At the turn of the century, I developed the Fragment because my Studio only had ‘formal’ recognition of the XHTML document (which is just an aspect of the massive investment in XML, founding this Studio) and the PDF document. What was missing from this Studio at the turn of the century (for well over a decade) were:

  • the Git repository over the file system
  • the cloud 🌩 file system (Azure Storage)
  • cross-platform PowerShell
  • the markdown document
  • the JSON document

“Power User” workflows around Git, Azure Storage, PowerShell, markdown and JSON effectively eliminate the need for the Fragment. For example, yielding an Extract would involve consulting a Document that would point to a markdown document. The markdown document would have front matter in the form of embedded JSON (or even YAML), storing the Extract string.

This new front matter concept in markdown is the leading justification for deprecating Fragment. In the old world 👴 of GenericWeb, the Document represented a statically-generated HTML document to be displayed in the near future.

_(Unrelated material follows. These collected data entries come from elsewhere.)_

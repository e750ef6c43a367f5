//! The register-oriented assembly IR.
//!
//! Between TAC and the machine: instructions still reference variables, but
//! as *pseudo* operands that a later pass maps to concrete stack slots or
//! data labels.  Every operand carries an [AsmType] whose width selects the
//! load/store variant at machine lowering.
//!
//! Width discipline: plain scalars always live in word-sized (or larger)
//! stack slots and are accessed as words, kept zero- or sign-extended.
//! Narrow accesses happen only where real byte layout exists: through
//! pointers, inside aggregates, and in static data.  The operand's type
//! records exactly that access width.

use crate::common::*;
use crate::front::sym::InitCell;
use crate::front::types::{Type, TypeTable};
use crate::middle::tac::{BinOp, Cond, UnOp};

use crate::back::machine::Reg;

/// The access width of an operand.
#[derive(Clone, Copy, PartialEq, Eq, Debug)]
pub enum AsmType {
    Byte,
    Half,
    Word,
    /// An aggregate; only its address is ever taken.
    ByteArray { size: u32, align: u32 },
}

impl AsmType {
    /// The assembly type of a source-language type.  `long` shares the
    /// word width on this 32-bit target.
    pub fn of(ty: &Type, types: &TypeTable) -> AsmType {
        if ty.is_aggregate() {
            return AsmType::ByteArray {
                size: types.size_of(ty),
                align: types.align_of(ty),
            };
        }
        match types.size_of(ty) {
            1 => AsmType::Byte,
            2 => AsmType::Half,
            _ => AsmType::Word,
        }
    }

    pub fn width(self) -> u32 {
        match self {
            AsmType::Byte => 1,
            AsmType::Half => 2,
            AsmType::Word => 4,
            AsmType::ByteArray { size, .. } => size,
        }
    }
}

/// Operand kinds.  `Pseudo` and `PseudoMem` are placeholders that the
/// operand-mapping pass replaces; none survive into machine lowering.
#[derive(Clone, PartialEq, Eq, Debug)]
pub enum OpKind {
    Lit(i32),
    Reg(Reg),
    Pseudo(Id),
    /// A fixed offset inside a named aggregate.
    PseudoMem(Id, i32),
    /// `[reg + imm]`
    Memory(Reg, i32),
    /// A data label plus a constant addend.
    Data(Id, i32),
}

#[derive(Clone, PartialEq, Eq, Debug)]
pub struct Operand {
    pub kind: OpKind,
    pub ty: AsmType,
}

impl Operand {
    pub fn lit(v: i32) -> Operand {
        Operand {
            kind: OpKind::Lit(v),
            ty: AsmType::Word,
        }
    }

    pub fn reg(r: Reg) -> Operand {
        Operand {
            kind: OpKind::Reg(r),
            ty: AsmType::Word,
        }
    }

    pub fn pseudo(name: Id, ty: AsmType) -> Operand {
        Operand {
            kind: OpKind::Pseudo(name),
            ty,
        }
    }

    pub fn pseudo_mem(name: Id, offset: i32, ty: AsmType) -> Operand {
        Operand {
            kind: OpKind::PseudoMem(name, offset),
            ty,
        }
    }

    pub fn is_pseudo(&self) -> bool {
        matches!(self.kind, OpKind::Pseudo(_) | OpKind::PseudoMem(..))
    }
}

#[derive(Debug)]
pub enum Instruction {
    Mov {
        dst: Operand,
        src: Operand,
    },
    Unary {
        op: UnOp,
        dst: Operand,
        src: Operand,
    },
    Binary {
        op: BinOp,
        dst: Operand,
        src1: Operand,
        src2: Operand,
    },
    Cmp {
        src1: Operand,
        src2: Operand,
    },
    Push(Operand),
    Call(Id),
    /// Call through a function-pointer value.
    CallReg(Operand),
    Jump(Id),
    CondJump(Cond, Id),
    Label(Id),
    Ret,
    GetAddress {
        dst: Operand,
        src: Operand,
    },
    /// Read through the pointer in `ptr` at width `ty`.
    Load {
        ty: AsmType,
        dst: Operand,
        ptr: Operand,
    },
    Store {
        ty: AsmType,
        ptr: Operand,
        src: Operand,
    },
    Boundary(Loc),
    Trunc {
        bytes: u32,
        dst: Operand,
        src: Operand,
    },
    Extend {
        bytes: u32,
        dst: Operand,
        src: Operand,
    },
}

impl Instruction {
    /// Visit every operand, for the pseudo-rewrite pass.
    pub fn operands_mut(&mut self) -> Vec<&mut Operand> {
        use Instruction::*;
        match self {
            Mov { dst, src }
            | Unary { dst, src, .. }
            | GetAddress { dst, src }
            | Trunc { dst, src, .. }
            | Extend { dst, src, .. } => vec![dst, src],
            Binary {
                dst, src1, src2, ..
            } => vec![dst, src1, src2],
            Cmp { src1, src2 } => vec![src1, src2],
            Push(src) | CallReg(src) => vec![src],
            Load { dst, ptr, .. } => vec![dst, ptr],
            Store { ptr, src, .. } => vec![ptr, src],
            Call(_) | Jump(_) | CondJump(..) | Label(_) | Ret | Boundary(_) => vec![],
        }
    }
}

#[derive(Debug)]
pub enum TopLevel {
    Func {
        name: Id,
        global: bool,
        body: Vec<Instruction>,
        frame_size: u32,
        /// Local-to-slot assignments, kept for debuggers.
        locals: Vec<(Id, i32)>,
    },
    StaticVar {
        name: Id,
        global: bool,
        align: u32,
        inits: Vec<InitCell>,
    },
    StaticConst {
        name: Id,
        align: u32,
        inits: Vec<InitCell>,
    },
    Section(&'static str),
}

#[derive(Debug, Default)]
pub struct Program {
    pub items: Vec<TopLevel>,
}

In this new world of Songhay Publications, the Document should be a pointer to a real document (or binary file) existing in the present (and this present file can then be used to statically-generate HTML at future publication).

The original thinking 🧠🐣 behind GenericWeb was to build a poor-man’s version of Microsoft Index Server (released in August 1996) that could also personalize Web analytics reporting, based on breaking down a website into user-defined ‘segments.’ GenericWeb, by the way, was ‘sold’ to UCLA Medical Center Computing Services in the late 1990s when I was consultant-turned-employee.

does your “Studio” not recognize the NoSQL database?

Notice how the section above (“#obtaining the Document extract”) makes no mention of the NoSQL database. No MongoDB? No LiteDB? The explanation for this ignorance can only be more ignorance—and it starts with this 💸 ignorant statement: this Studio does not need NoSQL technologies because there is no need to collect arbitrary shapes of data from “customers” all over the world. This Studio is currently focused on read-only-mostly solutions for publishing which is different from read-write solutions for advertising-based “engagement” 💸

What is ignorant of this Studio—and also embarrassing for this Studio—is the lack of a solid distributed cache support (like Azure Cache for Redis) and the lack of years of experience with CDN products. Working on these world-dominating things have a higher priority than developing a better understanding of NoSQL tech.

spending decades building ‘Power User workflows’ means being doomed to loneliness 😐

Since the turn of the century, there has been a social-media side to being a software developer. And well before GitHub there was the social engineering required for the many MVP programs sponsored by multi-national corporations.

The work being done here is rather sprawling, delayed (by years often) and was never popular in the first place. My use of the world sprawling is meant to take the glamour out of the word “interdisciplinary”: the crossing of C♯ and F♯ with a focus on building something like the Quark Publishing System or maybe something like AppleScript entwined around Adobe FrameMaker sounds archaic, misplaced and bizarre to most socially adept tech folks.

Even the promise of introducing more user-friendly GUI-based tools (before 2030 😆) will only make my work rise to the level of a modicum of fame around command-line wrappers like Handbrake (because that is all I plan to build: command-line wrappers around Songhay Activity assemblies). So, earlier, I got rid of the money 💸and now am ridding myself of fame 👻

I am just a guy that started writing macros in Microsoft Word and somehow ended up here 👴 building digital tools for a small publishing house: this Studio. That sounds okay to me!